We shall now complete our earlier discussion of Rambam’s negative theology by bringing the concluding passages of Hilkhot Yesodei Hatorah, Chapter 1, whose interpretation we began in Yitro and Ki Tisa:
11. Since it has been made clear that He is not a body or matter, it is likewise clear that there cannot befall Him any of the accidents or events that befall bodies: neither attachment nor separation, neither place nor measure, ascent nor descent, right nor left, before nor after, sitting nor standing; nor is He to be found within time, such that He might have a beginning nor an end, nor a number of years. Nor does He change, for there is nothing that could cause Him change. And He has neither death nor life like the life of a living body, nor foolishness nor wisdom, like the wisdom of a wise man, nor sleep nor wakefulness, nor anger nor laughter, nor joy nor sadness, nor silence nor speech in the sense of the speech of human beings. Thus said the Sages: “Up above, there is neither sitting nor standing, nor behind nor fatigue” [Hagiggah 15a].
Hence, even those attributes that might, viewed superficially, seem to imply unqualified praise of God—such as describing Him as wise, or all-Powerful, or as living forever—are in fact incorrect, as they imply change, or at least the possibility of change, thereby contradicting His perfection and unity. This idea is known as the doctrine of “negative attributes”: that is, that the only significant, truthful statements one can make about God are of a negative character: e.g., that He is not foolish, not weak, not forgetful, not limited in time, etc. Likewise, He cannot be described as having any emotions such as humans do: the attribution to God of human-like emotions, which Maimonides unqualifiedly rejects, is known as “anthropopathy.” The term is analogous to “anthropomorphism,” meaning having human-like physical form. Both of these, which appear in numerous passages in Scripture, must thus be understood as metaphors for something else.

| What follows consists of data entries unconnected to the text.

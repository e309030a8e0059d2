//! Pricing command line tool
//!
//! Quotes mailbox counts and inspects the pricing table without running the
//! HTTP server.

use anyhow::{Context, bail};
use clap::{Parser, Subcommand};
use mailbox_quote::config::{Config, DEFAULT_CONFIG_PATH, ServiceConfig};
use mailbox_quote::core::pricing::{
    CustomerStatus, PricingEngine, QuoteRequest, TierSelector, check_package_consistency,
    format_money,
};
use mailbox_quote::utils::logging::init_logging;
use std::path::{Path, PathBuf};

#[derive(Parser)]
#[command(version, about, long_about = None)]
#[command(propagate_version = true)]
#[command(name = "pricing-tool")]
struct Cli {
    /// Configuration file
    #[arg(long, global = true, env = "QUOTE_CONFIG", default_value = DEFAULT_CONFIG_PATH)]
    config: PathBuf,

    #[command(subcommand)]
    command: Commands,
}

#[derive(Subcommand)]
enum Commands {
    /// Compute a quote
    Quote {
        /// Number of mailboxes (optional for named packages)
        #[arg(short, long)]
        mailboxes: Option<u32>,
        /// `custom` or a package name
        #[arg(short, long, default_value = "custom")]
        package: String,
        /// `new` or `existing`
        #[arg(short, long)]
        customer: CustomerStatus,
        /// Print the quote as JSON
        #[arg(long)]
        json: bool,
    },
    /// Print the tier table
    Tiers,
    /// Print the package catalogue
    Packages,
    /// Compare every package against the tier formula
    Check,
}

#[tokio::main]
async fn main() -> anyhow::Result<()> {
    let _ = dotenvy::dotenv();
    let cli = Cli::parse();

    match cli.command {
        Commands::Quote {
            mailboxes,
            package,
            customer,
            json,
        } => {
            let engine = load_engine(&cli.config).await?;
            let request = QuoteRequest {
                mailbox_count: mailboxes,
                package: TierSelector::from(package),
                customer_status: customer,
            };
            let quote = engine.compute_quote(&request)?;

            if json {
                println!("{}", serde_json::to_string_pretty(&quote)?);
            } else {
                let display = quote.display();
                println!("Tier:              {}", quote.tier_name);
                println!("Mailboxes:         {}", quote.mailbox_count);
                println!("Price per mailbox: {}", display.price_per_mailbox);
                println!("Monthly cost:      {}", display.monthly_cost);
                println!("Setup fee:         {}", display.setup_fee);
                println!("Total due today:   {}", display.total_due);
                println!("Annual cost:       {}", display.annual_cost);
            }
        }
        Commands::Tiers => {
            let engine = load_engine(&cli.config).await?;
            let tiers = engine.tiers();
            println!("{:<12} {:>10} {:>10} {:>10}", "Tier", "From", "To", "Rate");
            for (index, tier) in tiers.iter().enumerate() {
                let to = tiers
                    .get(index + 1)
                    .map(|next| next.min_mailboxes.saturating_sub(1).to_string())
                    .unwrap_or_else(|| "-".to_string());
                println!(
                    "{:<12} {:>10} {:>10} {:>10}",
                    tier.name,
                    tier.min_mailboxes,
                    to,
                    format_money(tier.price_per_mailbox)
                );
            }
            println!(
                "Setup fee (new customers): {}",
                format_money(engine.config().setup_fee)
            );
        }
        Commands::Packages => {
            let engine = load_engine(&cli.config).await?;
            println!("{:<12} {:>8} {:>10} {:>10}", "Package", "Inboxes", "Monthly", "Per box");
            for package in engine.packages() {
                println!(
                    "{:<12} {:>8} {:>10} {:>10}",
                    package.name,
                    package.inbox_count,
                    format_money(package.monthly_price),
                    format_money(package.price_per_mailbox())
                );
            }
        }
        Commands::Check => {
            // Drift is reported here rather than rejected by validation
            let service = read_unvalidated(&cli.config).await?;
            let drifts = check_package_consistency(&service.pricing);
            if drifts.is_empty() {
                println!(
                    "All {} packages match the tier formula",
                    service.pricing.packages.len()
                );
            } else {
                for drift in &drifts {
                    println!("{}", drift);
                }
                if !service.pricing.allow_package_discounts {
                    bail!("{} package(s) disagree with the tier formula", drifts.len());
                }
            }
        }
    }

    Ok(())
}

async fn load_engine(path: &Path) -> anyhow::Result<PricingEngine> {
    let config = Config::load(path)
        .await
        .with_context(|| format!("failed to load configuration from {}", path.display()))?;
    init_logging(config.logging())?;
    Ok(PricingEngine::new(config.pricing().clone())?)
}

async fn read_unvalidated(path: &Path) -> anyhow::Result<ServiceConfig> {
    let mut service = if tokio::fs::try_exists(path).await.unwrap_or(false) {
        let content = tokio::fs::read_to_string(path)
            .await
            .with_context(|| format!("failed to read {}", path.display()))?;
        serde_yaml::from_str::<ServiceConfig>(&content)
            .with_context(|| format!("failed to parse {}", path.display()))?
    } else {
        ServiceConfig::default()
    };
    service.apply_env_overrides()?;
    Ok(service)
}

And indeed, the main task undertaken by Maimonides in Book I of the Guide is the “translation” of such statements into philosophical language, describing the ideas toward which they point.
12. Matters being thus, all such things and the like that are stated in the Torah and in the words of the prophets are parable and metaphor, as where they say, ”He who dwells in the heavens shall laugh” [Ps 2:4] ; “They angered me with their vanities” [Deut 32:21]; “as the Lord rejoices upon you” [Deut 28:63]; and the like. Concerning all these our Sages said, “The Torah speaks in the language of human beings.” Similarly it says, “Do they anger Me?” [Jer 7:19}, for it says, “I the Lord have not changed” [Mal 3:6]. For if He would at times be angry and at times joyful He would change. And all these things only exist among shadowy, lowly bodies, dwelling in homes of matter, whose foundations are in the dust. But He, may He be blessed, is praised and exalted above all this.